Recorded information:
-------

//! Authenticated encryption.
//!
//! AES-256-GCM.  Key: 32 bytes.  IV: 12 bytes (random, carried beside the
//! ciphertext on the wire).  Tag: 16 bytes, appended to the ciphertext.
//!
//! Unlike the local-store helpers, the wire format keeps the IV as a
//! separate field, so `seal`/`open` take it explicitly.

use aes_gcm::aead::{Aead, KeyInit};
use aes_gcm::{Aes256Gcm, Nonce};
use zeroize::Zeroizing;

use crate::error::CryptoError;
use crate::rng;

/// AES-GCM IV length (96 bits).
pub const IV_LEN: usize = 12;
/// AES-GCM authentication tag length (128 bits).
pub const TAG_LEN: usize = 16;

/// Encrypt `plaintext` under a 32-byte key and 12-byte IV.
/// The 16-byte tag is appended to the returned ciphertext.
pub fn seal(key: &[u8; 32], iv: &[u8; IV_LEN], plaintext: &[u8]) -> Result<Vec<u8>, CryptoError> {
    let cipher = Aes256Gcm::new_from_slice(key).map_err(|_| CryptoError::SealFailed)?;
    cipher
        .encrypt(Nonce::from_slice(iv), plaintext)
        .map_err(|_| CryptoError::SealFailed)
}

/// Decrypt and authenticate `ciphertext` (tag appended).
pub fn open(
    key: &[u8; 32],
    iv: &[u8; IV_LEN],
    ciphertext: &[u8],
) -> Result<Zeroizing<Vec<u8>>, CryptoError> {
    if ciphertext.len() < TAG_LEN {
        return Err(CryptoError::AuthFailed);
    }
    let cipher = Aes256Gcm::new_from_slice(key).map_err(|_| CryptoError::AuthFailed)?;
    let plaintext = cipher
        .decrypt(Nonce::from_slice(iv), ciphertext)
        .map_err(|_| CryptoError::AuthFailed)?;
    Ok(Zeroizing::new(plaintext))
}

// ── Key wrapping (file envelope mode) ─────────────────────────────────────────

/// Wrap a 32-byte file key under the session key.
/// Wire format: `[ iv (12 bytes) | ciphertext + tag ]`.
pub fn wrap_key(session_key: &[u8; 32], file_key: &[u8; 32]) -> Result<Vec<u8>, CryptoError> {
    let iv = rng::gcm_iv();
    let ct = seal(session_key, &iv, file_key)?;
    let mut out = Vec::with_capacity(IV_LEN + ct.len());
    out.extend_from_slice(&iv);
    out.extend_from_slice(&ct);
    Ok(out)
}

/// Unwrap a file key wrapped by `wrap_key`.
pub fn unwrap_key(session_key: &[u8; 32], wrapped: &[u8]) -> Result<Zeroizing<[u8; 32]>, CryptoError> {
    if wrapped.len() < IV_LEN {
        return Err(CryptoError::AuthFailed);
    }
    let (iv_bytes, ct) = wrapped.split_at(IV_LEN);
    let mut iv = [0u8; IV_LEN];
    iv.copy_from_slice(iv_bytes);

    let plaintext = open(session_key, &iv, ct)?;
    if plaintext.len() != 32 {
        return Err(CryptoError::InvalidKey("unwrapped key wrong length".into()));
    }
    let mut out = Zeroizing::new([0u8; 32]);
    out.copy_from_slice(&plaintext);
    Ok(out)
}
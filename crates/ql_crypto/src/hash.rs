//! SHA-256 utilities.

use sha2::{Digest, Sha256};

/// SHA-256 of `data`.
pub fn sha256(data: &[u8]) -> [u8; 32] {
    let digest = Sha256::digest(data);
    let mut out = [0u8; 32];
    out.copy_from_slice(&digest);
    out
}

-------

What is being asked: Copy every line from the entries that contains the word "open".

Reply to the exercise:
//! separate field, so `seal`/`open` take it explicitly.
pub fn open(
    let plaintext = open(session_key, &iv, ct)?;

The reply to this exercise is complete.